JEFFERSON CITY, Mo. (BP)–On the eve of the 152nd annual meeting of the Southern Baptist Convention (SBC) in Louisville, Ky., there is considerable handwringing underway over the future of America’s largest evangelical denomination.

Do not count me among the handwringers.

First, there will be debate at the annual meeting over the “Great Commission Resurgence” declaration. I have friends, colleagues and mentors on both sides of this issue and my prayer is they will continue to debate the matter in a Christ-like manner and trust Southern Baptist messengers to make the best decision if one is requested. There is much in the document with which I agree, but I, like Missouri Baptist Convention Executive Director David Tolliver and SBC Executive Committee President Morris Chapman, have concerns about the part that addresses possible “bloatedness” (my words) among state conventions (we’re cutting staff in Missouri while raising our Cooperative Program giving to the SBC, nice to see others getting on board) and certain SBC agencies. We must be good stewards. The denomination just restructured about a dozen years ago, but despite that some of our younger pastors feel the denomination could do better (when I was 35 I always thought my elders could do better, too). They may be right, but any such process must follow SBC governing guidelines and be supplemented with fervent prayer and respectful debate. If changes are found to be in order, then they must be compassionately implemented.

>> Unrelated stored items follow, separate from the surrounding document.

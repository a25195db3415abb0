use std::sync::Arc;
use std::time::Duration;

use arrow::array::Array;
use bytes::Bytes;
use chrono::NaiveDate;
use ingest_core::{normalize_table, RawTable};
use ingest_engine::{
    HttpObjectStore, LocalObjectStore, MemoryObjectStore, ObjectStore, RetryPolicy, StorageError,
    StorageWriter, StoreToken,
};
use parquet::arrow::arrow_reader::ParquetRecordBatchReaderBuilder;
use pretty_assertions::assert_eq;
use wiremock::matchers::{body_bytes, header, method, path};
use wiremock::{Mock, MockServer, ResponseTemplate};

fn fast_retry() -> RetryPolicy {
    RetryPolicy {
        max_attempts: 3,
        initial_delay: Duration::from_millis(1),
        max_delay: Duration::from_millis(5),
        factor: 2.0,
    }
}

fn capture_date() -> NaiveDate {
    NaiveDate::from_ymd_opt(2025, 11, 22).unwrap()
}

fn sample_table() -> ingest_core::CanonicalTable {
    let raw = RawTable {
        header: vec!["UF".into(), "Valor".into(), "Total".into()],
        rows: vec![
            vec!["SP".into(), "10".into(), "1.234,5".into()],
            vec!["RJ".into(), "".into(), "7".into()],
        ],
    };
    normalize_table(raw).table.unwrap()
}

#[tokio::test]
async fn local_store_writes_nested_keys_and_overwrites() {
    let root = tempfile::tempdir().unwrap();
    let store = LocalObjectStore::new(root.path());
    let key = "staging/d/data_captura=20251122/a.pdf";

    store.put(key, Bytes::from_static(b"first")).await.unwrap();
    store.put(key, Bytes::from_static(b"second")).await.unwrap();

    let target = root
        .path()
        .join("staging/d/data_captura=20251122/a.pdf");
    assert_eq!(std::fs::read(&target).unwrap(), b"second");
    let siblings: Vec<_> = std::fs::read_dir(target.parent().unwrap())
        .unwrap()
        .collect();
    assert_eq!(siblings.len(), 1);
}

#[tokio::test]
async fn local_store_copies_files() {
    let root = tempfile::tempdir().unwrap();
    let store = LocalObjectStore::new(root.path());
    let source = tempfile::NamedTempFile::new().unwrap();
    std::fs::write(source.path(), b"pdf bytes").unwrap();

    store.put_file("raw/x.pdf", source.path()).await.unwrap();
    assert_eq!(
        std::fs::read(root.path().join("raw").join("x.pdf")).unwrap(),
        b"pdf bytes"
    );
}

#[tokio::test]
async fn local_store_rejects_escaping_keys() {
    let root = tempfile::tempdir().unwrap();
    let store = LocalObjectStore::new(root.path());
    let err = store
        .put("../outside", Bytes::from_static(b"x"))
        .await
        .unwrap_err();
    assert!(matches!(err, StorageError::InvalidKey(_)));
}

#[tokio::test]
async fn http_store_puts_with_bearer_token() {
    let server = MockServer::start().await;
    Mock::given(method("PUT"))
        .and(path("/bucket/raw/d/metadata.json"))
        .and(header("authorization", "Bearer tok-123"))
        .and(body_bytes(b"{}".to_vec()))
        .respond_with(ResponseTemplate::new(200))
        .expect(1)
        .mount(&server)
        .await;

    let store = HttpObjectStore::new(
        format!("{}/", server.uri()),
        "bucket",
        Some(StoreToken::new("tok-123")),
        Duration::from_secs(5),
    )
    .unwrap();
    store
        .put("raw/d/metadata.json", Bytes::from_static(b"{}"))
        .await
        .unwrap();
}

#[tokio::test]
async fn writer_retries_transient_store_errors() {
    let server = MockServer::start().await;
    Mock::given(method("PUT"))
        .respond_with(ResponseTemplate::new(503))
        .up_to_n_times(2)
        .expect(2)
        .mount(&server)
        .await;
    Mock::given(method("PUT"))
        .respond_with(ResponseTemplate::new(201))
        .expect(1)
        .mount(&server)
        .await;

    let store = HttpObjectStore::new(server.uri(), "b", None, Duration::from_secs(5)).unwrap();
    let writer = StorageWriter::new(Arc::new(store), fast_retry());
    let key = writer
        .write_metadata("d", capture_date(), &serde_json::json!({"a": 1}))
        .await
        .unwrap();
    assert_eq!(key, "raw/d/data_captura=20251122/metadata.json");
}

#[tokio::test]
async fn writer_gives_up_on_rejected_writes() {
    let server = MockServer::start().await;
    Mock::given(method("PUT"))
        .respond_with(ResponseTemplate::new(403))
        .expect(1)
        .mount(&server)
        .await;

    let store = HttpObjectStore::new(server.uri(), "b", None, Duration::from_secs(5)).unwrap();
    let writer = StorageWriter::new(Arc::new(store), fast_retry());
    let err = writer
        .write_metadata("d", capture_date(), &serde_json::json!({}))
        .await
        .unwrap_err();
    assert!(matches!(err, StorageError::Status { status: 403, .. }));
}

#[tokio::test]
async fn raw_tables_are_parquet_with_inferred_types() {
    let store = Arc::new(MemoryObjectStore::new());
    let writer = StorageWriter::new(store.clone(), fast_retry());

    let key = writer
        .write_raw(&sample_table(), "meu_dataset", capture_date(), "a.pdf", 0)
        .await
        .unwrap();
    assert_eq!(
        key,
        "raw/meu_dataset/data_captura=20251122/year=2025/month=11/a_0.parquet"
    );

    let bytes = store.get(&key).unwrap();
    let reader = ParquetRecordBatchReaderBuilder::try_new(bytes)
        .unwrap()
        .build()
        .unwrap();
    let batches: Vec<_> = reader.map(|batch| batch.unwrap()).collect();
    assert_eq!(batches.len(), 1);
    let batch = &batches[0];
    assert_eq!(batch.num_rows(), 2);

    let schema = batch.schema();
    let types: Vec<String> = schema
        .fields()
        .iter()
        .map(|f| format!("{}:{}", f.name(), f.data_type()))
        .collect();
    assert_eq!(types, vec!["UF:Utf8", "Valor:Int64", "Total:Float64"]);
    assert_eq!(batch.column(1).null_count(), 1);
}

#[tokio::test]
async fn identical_tables_serialize_identically() {
    let store = Arc::new(MemoryObjectStore::new());
    let writer = StorageWriter::new(store.clone(), fast_retry());
    let first = writer
        .write_raw(&sample_table(), "d", capture_date(), "a.pdf", 1)
        .await
        .unwrap();
    let bytes = store.get(&first).unwrap();
    writer
        .write_raw(&sample_table(), "d", capture_date(), "a.pdf", 1)
        .await
        .unwrap();
    assert_eq!(store.get(&first).unwrap(), bytes);
    assert_eq!(store.keys().len(), 1);
}

#[tokio::test]
async fn text_columns_keep_the_source_spelling_of_numbers() {
    let raw = RawTable {
        header: vec!["Valor".into()],
        rows: vec![
            vec!["1.234,56".into()],
            vec!["3.50".into()],
            vec!["+5".into()],
            vec!["n/d".into()],
        ],
    };
    let table = normalize_table(raw).table.unwrap();
    let store = Arc::new(MemoryObjectStore::new());
    let writer = StorageWriter::new(store.clone(), fast_retry());
    let key = writer
        .write_raw(&table, "d", capture_date(), "a.pdf", 0)
        .await
        .unwrap();

    let reader = ParquetRecordBatchReaderBuilder::try_new(store.get(&key).unwrap())
        .unwrap()
        .build()
        .unwrap();
    let batch = reader.map(|batch| batch.unwrap()).next().unwrap();
    let column = batch
        .column(0)
        .as_any()
        .downcast_ref::<arrow::array::StringArray>()
        .unwrap();
    let values: Vec<Option<&str>> = column.iter().collect();
    assert_eq!(
        values,
        vec![Some("1.234,56"), Some("3.50"), Some("+5"), Some("n/d")]
    );
}

#[test]
fn tokens_load_from_file_and_reject_empty_files() {
    let dir = tempfile::tempdir().unwrap();
    let good = dir.path().join("token");
    std::fs::write(&good, "  abc\n").unwrap();
    assert!(StoreToken::from_file(&good).is_ok());

    let empty = dir.path().join("empty");
    std::fs::write(&empty, "\n").unwrap();
    assert!(matches!(
        StoreToken::from_file(&empty),
        Err(StorageError::Credentials(_))
    ));
}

Speaking of our younger pastors, some Southern Baptists are concerned over the decline in attendance by those aged 18-39 and that a good number are becoming so disenchanted with the denomination that they may leave. “[In] some quarters there has actually been a debate about whether the SBC attendance is aging and losing its young leaders,” LifeWay Research Director Ed Stetzer said. “Of course, facts don’t convince everyone. My hope is that now, finally, we will stop debating and instead ask the hard question: ‘What is causing so many young leaders to stay away?'”

Could it be because, nationally, there are nearly 10 million less Generation Xers (those aged 25-44) than Baby Boomers (those aged 45-64)? This might explain the denomination’s drop in baptisms and church membership as well. There are fewer people. (No generation has been impacted by Roe v. Wade as much as Generation X.)

Southern Baptists are giving more than ever to support missions (2.3 percent more last year amidst an economic downturn). We have more missionaries in the field than at any point in the SBC’s history. The number of SBC churches continues to rise and the SBC Disaster Relief has become one of the nation’s three largest relief agencies. (The other two being the Red Cross and The Salvation Army.)

I do not believe we are a denomination in decline. Yes, we have problems and we can do more, but I think we have to be careful so that our pronouncements of the SBC’s demise don’t become a self-fulfilling prophecy. And even more importantly that, in doing so, we inadvertently attempt to rob God of His sovereignty and glory. God has done a mighty work through Southern Baptists. We dare not suggest that He no longer does based on a possible misinterpretation of data.


I am optimistic about the future of America and the SBC. Postmodernism, with its radical skepticism and moral relativism, is a thing of the past, academics are now proclaiming. A window of opportunity exists for “something new.” That “something new” must be the Gospel.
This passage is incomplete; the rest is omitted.